労働能力喪失率は等級によって決まっていて、後遺傷害を負った事により事故前と比べて仕事をする能力がどれだけ失われたかを表す数値です。
後遺障害等級 | 労働能力喪失率 |
---|---|
第1級 | 100% |
第2級 | 100% |
第3級 | 100% |
第4級 | 92% |
第5級 | 79% |
第6級 | 67% |
第7級 | 56% |
第8級 | 45% |
第9級 | 35% |
第10級 | 27% |
第11級 | 20% |
第12級 | 14% |
第13級 | 9% |
第14級 | 5% |
(出典:損害保険料率算出機構-自賠責支払基準別表)
■仕事をしている人の場合
逸失利益=事故前1年間の年収又は全年齢平均給与額の年齢相当額のいずれか高い方×労働能力喪失率×ライプニッツ係数
■収入を得ていない人(幼児、学生、専業主婦など)の場合
逸失利益=全年齢平均給与額の年齢相当額×労働能力喪失率×ライプニッツ係数
逸失利益は将来受け取る物を今一括で受け取る事になるので、期間の利益分を控除しなければなりません。

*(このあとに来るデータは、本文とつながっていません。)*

//! Test utilities shared across the crate.
//!
//! This module is only compiled during tests (`#[cfg(test)]`).

use async_trait::async_trait;
use std::sync::Mutex;

use crate::api::{AnalysisClient, AnalysisRequest, AnalysisResult, ClientError};
use crate::core::state::App;

/// A client that answers every call with a canned outcome and records requests.
pub struct ScriptedClient {
    pub outcome: Result<AnalysisResult, ClientError>,
    pub requests: Mutex<Vec<AnalysisRequest>>,
}

impl ScriptedClient {
    pub fn succeeding(payload: AnalysisResult) -> Self {
        Self {
            outcome: Ok(payload),
            requests: Mutex::new(Vec::new()),
        }
    }

    pub fn failing(error: ClientError) -> Self {
        Self {
            outcome: Err(error),
            requests: Mutex::new(Vec::new()),
        }
    }
}

#[async_trait]
impl AnalysisClient for ScriptedClient {
    fn base_url(&self) -> &str {
        "http://backend.test"
    }

    async fn analyze(&self, request: &AnalysisRequest) -> Result<AnalysisResult, ClientError> {
        self.requests.lock().unwrap().push(request.clone());
        self.outcome.clone()
    }

    async fn health(&self) -> Result<String, ClientError> {
        self.outcome.as_ref().map(|_| "ok".to_string()).map_err(Clone::clone)
    }
}

/// Creates a test App pointed at a fake backend.
pub fn test_app() -> App {
    App::new("http://backend.test".to_string())
}
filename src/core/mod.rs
//! # Core Application Logic
//!
//! The analyzer's business logic. It knows nothing about any specific UI
//! technology. Apart from reading the config file it performs no I/O.
//!
//! ```text
//!                    ┌─────────────────────────┐
//!                    │         CORE            │
//!                    │  (this module)          │
//!                    │                         │
//!                    │  • State (DisplayState) │
//!                    │  • Action (events)      │
//!                    │  • update() (reducer)   │
//!                    │  • render() (breakdown) │
//!                    │                         │
//!                    │  No network. No UI.     │
//!                    └───────────┬─────────────┘
//!                                │
//!                 ┌──────────────┴──────────────┐
//!                 ▼                             ▼
//!          ┌────────────┐                ┌────────────┐
//!          │    TUI     │                │    CLI     │
//!          │  Adapter   │                │ (one-shot) │
//!          │ (ratatui)  │                │            │
//!          └────────────┘                └────────────┘
//! ```
//!
//! ## Modules
//!
//! - [`state`]: `App`, `DisplayState`, `FormInput`
//! - [`action`]: `Action`, `Effect` and the `update()` reducer
//! - [`render`]: `AnalysisResult` → `Breakdown`
//! - [`config`]: config file loading and resolution

pub mod action;
pub mod config;
pub mod render;
pub mod state;
//! HTTP API: error pipeline, routing, and request/response mapping.

pub mod actions;
pub mod app;
pub mod config;
pub mod context;
pub mod handler;
pub mod input;
pub mod middleware;
pub mod push;
pub mod response;
pub mod session;
pub mod users;

pub use config::{AppConfig, Mode, VapidConfig};
pub use handler::{
    ErrorInterceptor, Handler, HandlerError, HandlerOptions, HandlerType, Interception,
};
pub use response::{ApiErrorResponse, ErrorResponse};
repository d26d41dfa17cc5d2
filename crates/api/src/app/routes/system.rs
use axum::http::StatusCode;

pub async fn health() -> StatusCode {
    StatusCode::OK
}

要するに将来の価値を現在の価値に割り戻す必要があるということです。
参考記事:ライプニッツ係数
■仕事をしている人の場合の計算例■
年齢40才男性、年収600万円、等級は第10級
逸失利益=年収600万円×第10等級の労働能力喪失率27%×40才のライプニッツ係数14.643=2,372万166円
67才まで就労可能として計算しています。
■収入がない人(幼児、学生、専業主婦など)の場合■
年齢15才女子、学生、等級は第13級
逸失利益=女性の全年齢平均給与額330万1,200円×労働能力喪失率9%×ライプニッツ係数15.695=466万3,110円
未成年の平均年収は全年齢平均給与額を用いて計算します。
また専業主婦の平均年収に関しては男女の平均賃金を用いる事もあります。
未成年者のライプニッツ係数は現年齢から67才までの係数(例の場合18.418)から現年齢から18才までの係数(例の場合2.723)を控除して計算します。
慰謝料の算定方法
自賠責保険の慰謝料に関しては予め金額が決まっているので、計算方法というのはありません。
認定された等級によって受け取る保険金が決まります。
下記の表を参考にしてください。
後遺障害等級 | 慰謝料 |
---|---|
第1級常時介護を要する | 1,600万円 |
第2級随時介護を要する | 1,163万円 |
第1級 | 1,100万円 |
第2級 | 958万円 |
第3級 | 829万円 |
第4級 | 712万円 |
第5級 | 599万円 |
第6級 | 498万円 |
第7級 | 409万円 |
第8級 | 324万円 |
第9級 | 245万円 |
第10級 | 187万円 |
第11級 | 135万円 |
第12級 | 93万円 |
第13級 | 57万円 |
第14級 | 32万円 |
被扶養者がいる場合には下記の表の金額がそれぞれ限度額に加算されます。
後遺障害等級 | 加算金額 |
---|---|
第1級常時介護を要する | 200万円 |
第2級随時介護を要する | 170万円 |
第1級 | 200万円 |
第2級 | 170万円 |
第3級 | 144万円 |
また、介護を常時要する第1級と介護を随時要する第2級には介護の為の初期費用として以下の金額が加算されます。
後遺障害等級 | 加算金額 |
---|---|
第1級常時介護を要する | 500万円 |
第2級随時介護を要する | 205万円 |
(出典:損害補償料率算出機構-後遺障害による損害)
扶養者がいる人が常時介護を要する第1級の後遺障害を負った場合の慰謝料は
1,600万円+200万円+500万円=2,300万円となります。
最後に損害額を計算してみましょう
後遺障害の場合の損害額算定は逸失利益+慰謝料でしたね。
■45才サラリーマン男性(年収600万円)が10等級の後遺障害をおった場合■
逸失利益
600万円×0.27×13.163=2,132万406円
慰謝料
187万円
損害額は2,132万406円+187万円=2,319万406円となります。
これに傷害部分の治療費や休業損害などを加算して総損害額を計算します。
ただし、第10等級の自賠責保険の限度額は461万円ですので、限度額を超えた1,858万406円は加害者に請求するか任意保険会社に請求する事になります。